WORK ORDER:
From the data below, retype exactly the lines starting with the one that contains "#[derive(Debug, Clone)]" and ending with the one that contains "text: cleaned, opaque", both included.

[Items listed in a dataset]
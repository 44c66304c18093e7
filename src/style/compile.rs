// src/style/compile.rs

//! Import step: resolves `@import` directives and inlines partials.

use std::ops::Range;
use std::path::{Path, PathBuf};
use std::sync::{Arc, OnceLock};

use regex::Regex;
use tracing::debug;

use crate::fs::FileSystem;
use crate::pipeline::{Artifact, Transform, TransformError};

/// Step that turns an entry stylesheet and its partials into one document.
///
/// Each `@import "name";` is replaced by the contents of the partial it
/// names, recursively. Lookup order for a reference: the importing file's
/// directory, then every include path in order. For a reference `a/b` the
/// candidates are `a/_b.scss`, `a/b.scss`, `a/_b.css`, `a/b.css`,
/// `a/b/_index.scss` and `a/b/index.scss`.
///
/// Plain CSS imports (`url(..)`, absolute URLs, `*.css`, imports with a media
/// query) are kept verbatim. `@import` text inside block comments or strings
/// is not a directive. `//` line comments are dropped.
#[derive(Debug, Clone)]
pub struct ImportInliner {
    fs: Arc<dyn FileSystem>,
    include_paths: Vec<PathBuf>,
}

impl ImportInliner {
    pub fn new(fs: Arc<dyn FileSystem>, include_paths: Vec<PathBuf>) -> Self {
        Self { fs, include_paths }
    }

    pub fn include_paths(&self) -> &[PathBuf] {
        &self.include_paths
    }

    fn inline(
        &self,
        path: &Path,
        source: &str,
        stack: &mut Vec<PathBuf>,
    ) -> Result<String, TransformError> {
        let file = path.display().to_string();
        let Scanned { text: cleaned, opaque } = scan(source);
        let mut out = String::with_capacity(cleaned.len());
        let mut last = 0;
        let mut pos = 0;

        while let Some(caps) = import_regex().captures_at(&cleaned, pos) {
            let (Some(whole), Some(args)) = (caps.get(0), caps.get(1)) else {
                break;
            };
            // `@import` inside a comment or string is text, not a directive.
            if opaque.iter().any(|span| span.contains(&whole.start())) {
                pos = whole.start() + 1;
                continue;
            }
            pos = whole.end();
            let line = line_of(&cleaned, whole.start());
            out.push_str(&cleaned[last..whole.start()]);
            last = whole.end();

            let mut pieces = Vec::new();
            for item in split_import_list(args.as_str()) {
                match ImportRef::parse(&item) {
                    ImportRef::Plain(text) => pieces.push(format!("@import {text};")),
                    ImportRef::Partial(reference) => {
                        let resolved = self.resolve(path, &reference).ok_or_else(|| {
                            TransformError::UnresolvedImport {
                                file: file.clone(),
                                line,
                                reference: reference.clone(),
                            }
                        })?;
                        pieces.push(self.inline_partial(&resolved, &file, stack)?);
                    }
                }
            }
            out.push_str(&pieces.join("\n"));
        }

        out.push_str(&cleaned[last..]);
        Ok(out)
    }

    fn inline_partial(
        &self,
        resolved: &Path,
        importer: &str,
        stack: &mut Vec<PathBuf>,
    ) -> Result<String, TransformError> {
        if stack.iter().any(|p| p == resolved) {
            let chain: Vec<String> = stack
                .iter()
                .chain(std::iter::once(&resolved.to_path_buf()))
                .map(|p| p.display().to_string())
                .collect();
            return Err(TransformError::Message {
                file: importer.to_string(),
                message: format!("import cycle: {}", chain.join(" -> ")),
            });
        }

        let text = self
            .fs
            .read_to_string(resolved)
            .map_err(|e| TransformError::Message {
                file: resolved.display().to_string(),
                message: e.to_string(),
            })?;

        debug!(partial = ?resolved, "inlining import");
        stack.push(resolved.to_path_buf());
        let inlined = self.inline(resolved, &text, stack);
        stack.pop();
        inlined
    }

    /// First existing candidate for `reference`, imported from `importer`.
    pub fn resolve(&self, importer: &Path, reference: &str) -> Option<PathBuf> {
        let importer_dir = importer.parent().map(Path::to_path_buf);
        importer_dir
            .iter()
            .chain(self.include_paths.iter())
            .flat_map(|base| candidates(base, reference))
            .find(|candidate| self.fs.is_file(candidate))
    }
}

impl Transform for ImportInliner {
    fn name(&self) -> &str {
        "import"
    }

    fn apply(&self, input: Artifact) -> Result<Artifact, TransformError> {
        let path = PathBuf::from(&input.name);
        let compiled = {
            let source = input.text()?;
            let mut stack = vec![path.clone()];
            self.inline(&path, source, &mut stack)?
        };
        Ok(input.with_contents(compiled))
    }
}

enum ImportRef {
    /// Left in the output as a CSS `@import`.
    Plain(String),
    /// Name of a partial to inline.
    Partial(String),
}

impl ImportRef {
    fn parse(item: &str) -> Self {
        let item = item.trim();
        let Some(quote) = item.chars().next().filter(|c| *c == '"' || *c == '\'') else {
            return ImportRef::Plain(item.to_string());
        };

        let rest = &item[1..];
        let Some(end) = rest.find(quote) else {
            return ImportRef::Plain(item.to_string());
        };
        let reference = &rest[..end];
        let trailing = rest[end + 1..].trim();

        let is_plain = !trailing.is_empty()
            || reference.ends_with(".css")
            || reference.starts_with("http://")
            || reference.starts_with("https://")
            || reference.starts_with("//");

        if is_plain {
            ImportRef::Plain(item.to_string())
        } else {
            ImportRef::Partial(reference.to_string())
        }
    }
}

fn import_regex() -> &'static Regex {
    static RE: OnceLock<Regex> = OnceLock::new();
    RE.get_or_init(|| Regex::new(r"@import\s+([^;]+);").expect("static regex is valid"))
}

fn line_of(text: &str, offset: usize) -> u32 {
    let count = text[..offset].bytes().filter(|b| *b == b'\n').count();
    u32::try_from(count + 1).unwrap_or(u32::MAX)
}

/// Split `"a", "b" screen, url(c)` on top-level commas.
fn split_import_list(args: &str) -> Vec<String> {
    let mut items = Vec::new();
    let mut current = String::new();
    let mut quote: Option<char> = None;
    let mut depth = 0usize;

    for c in args.chars() {
        match quote {
            Some(q) => {
                current.push(c);
                if c == q {
                    quote = None;
                }
            }
            None => match c {
                '"' | '\'' => {
                    quote = Some(c);
                    current.push(c);
                }
                '(' => {
                    depth += 1;
                    current.push(c);
                }
                ')' => {
                    depth = depth.saturating_sub(1);
                    current.push(c);
                }
                ',' if depth == 0 => {
                    items.push(std::mem::take(&mut current));
                }
                _ => current.push(c),
            },
        }
    }

    if !current.trim().is_empty() {
        items.push(current);
    }
    items
}

fn candidates(base: &Path, reference: &str) -> Vec<PathBuf> {
    let joined = base.join(reference);
    let (Some(dir), Some(file)) = (joined.parent(), joined.file_name()) else {
        return Vec::new();
    };
    let file = file.to_string_lossy();

    if reference.ends_with(".scss") || reference.ends_with(".sass") {
        return vec![dir.join(file.as_ref()), dir.join(format!("_{file}"))];
    }

    vec![
        dir.join(format!("_{file}.scss")),
        dir.join(format!("{file}.scss")),
        dir.join(format!("_{file}.css")),
        dir.join(format!("{file}.css")),
        joined.join("_index.scss"),
        joined.join("index.scss"),
    ]
}

/// Source with `//` comments removed, plus the byte ranges (in `text`) of
/// block comments and string literals.
struct Scanned {
    text: String,
    opaque: Vec<Range<usize>>,
}

/// Remove `//` comments outside strings, block comments and parentheses
/// (so `url(http://..)` survives). Newlines are kept to preserve line numbers.
pub fn strip_line_comments(source: &str) -> String {
    scan(source).text
}

fn scan(source: &str) -> Scanned {
    let mut out = String::with_capacity(source.len());
    let mut opaque = Vec::new();
    let mut chars = source.chars().peekable();
    let mut quote: Option<char> = None;
    let mut in_block = false;
    let mut span_start = 0;
    let mut depth = 0usize;

    while let Some(c) = chars.next() {
        if in_block {
            out.push(c);
            if c == '*' && chars.peek() == Some(&'/') {
                out.push('/');
                chars.next();
                in_block = false;
                opaque.push(span_start..out.len());
            }
            continue;
        }

        if let Some(q) = quote {
            out.push(c);
            if c == '\\' {
                if let Some(escaped) = chars.next() {
                    out.push(escaped);
                }
            } else if c == q || c == '\n' {
                quote = None;
                opaque.push(span_start..out.len());
            }
            continue;
        }

        match c {
            '"' | '\'' => {
                quote = Some(c);
                span_start = out.len();
                out.push(c);
            }
            '(' => {
                depth += 1;
                out.push(c);
            }
            ')' => {
                depth = depth.saturating_sub(1);
                out.push(c);
            }
            '/' if chars.peek() == Some(&'*') => {
                in_block = true;
                span_start = out.len();
                out.push(c);
                out.push('*');
                chars.next();
            }
            '/' if depth == 0 && chars.peek() == Some(&'/') => {
                while let Some(&next) = chars.peek() {
                    if next == '\n' {
                        break;
                    }
                    chars.next();
                }
            }
            _ => out.push(c),
        }
    }

    if in_block || quote.is_some() {
        opaque.push(span_start..out.len());
    }

    Scanned { text: out, opaque }
}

ANSWER TO THE PROBLEM:
#[derive(Debug, Clone)]
pub struct ImportInliner {
    fs: Arc<dyn FileSystem>,
    include_paths: Vec<PathBuf>,
}

impl ImportInliner {
    pub fn new(fs: Arc<dyn FileSystem>, include_paths: Vec<PathBuf>) -> Self {
        Self { fs, include_paths }
    }

    pub fn include_paths(&self) -> &[PathBuf] {
        &self.include_paths
    }

    fn inline(
        &self,
        path: &Path,
        source: &str,
        stack: &mut Vec<PathBuf>,
    ) -> Result<String, TransformError> {
        let file = path.display().to_string();
        let Scanned { text: cleaned, opaque } = scan(source);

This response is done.